# [Instructions for the task]
If a line in the listing carries the word "Self", return a copy of that line.

*** Block opens ***

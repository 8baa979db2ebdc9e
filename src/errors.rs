/*!
 * Error types for the video-config library.
 *
 * This module contains custom error types for the transcript and manifest
 * layers, using the thiserror crate for ergonomic error definitions.
 */

use thiserror::Error;

/// Errors that can occur while checking transcript assets
#[derive(Error, Debug)]
pub enum TranscriptError {
    /// A transcript reference that cannot be resolved inside the store
    #[error("Invalid transcript reference for '{language}': {reference}")]
    InvalidReference {
        /// Language code the reference was declared under
        language: String,
        /// The offending reference
        reference: String,
    },

    /// The backing store could not be queried
    #[error("Transcript store error: {0}")]
    Store(String),
}

/// Errors that can occur when loading a video manifest
#[derive(Error, Debug)]
pub enum ManifestError {
    /// Error reading the manifest file
    #[error("Failed to read manifest: {0}")]
    Io(#[from] std::io::Error),

    /// Error parsing the manifest JSON
    #[error("Failed to parse manifest: {0}")]
    Parse(#[from] serde_json::Error),

    /// A transcript declared under an unusable language key
    #[error("Invalid transcript language key: '{0}'")]
    InvalidLanguage(String),
}

/// Main application error type that wraps all other errors
#[derive(Error, Debug)]
pub enum AppError {
    /// Error from a file operation
    #[error("File error: {0}")]
    File(String),

    /// Invalid configuration
    #[error("Configuration error: {0}")]
    Config(String),

    /// Error from the transcript layer
    #[error("Transcript error: {0}")]
    Transcript(#[from] TranscriptError),

    /// Error from manifest loading
    #[error("Manifest error: {0}")]
    Manifest(#[from] ManifestError),

    /// Any other error
    #[error("Unknown error: {0}")]
    Unknown(String),
}

impl From<anyhow::Error> for AppError {
    fn from(error: anyhow::Error) -> Self {
        Self::Unknown(error.to_string())
    }
}

impl From<std::io::Error> for AppError {
    fn from(error: std::io::Error) -> Self {
        Self::File(error.to_string())
    }
}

*** Block closes ***

# [Response to the exercise]
    fn from(error: anyhow::Error) -> Self {
        Self::Unknown(error.to_string())
    fn from(error: std::io::Error) -> Self {
        Self::File(error.to_string())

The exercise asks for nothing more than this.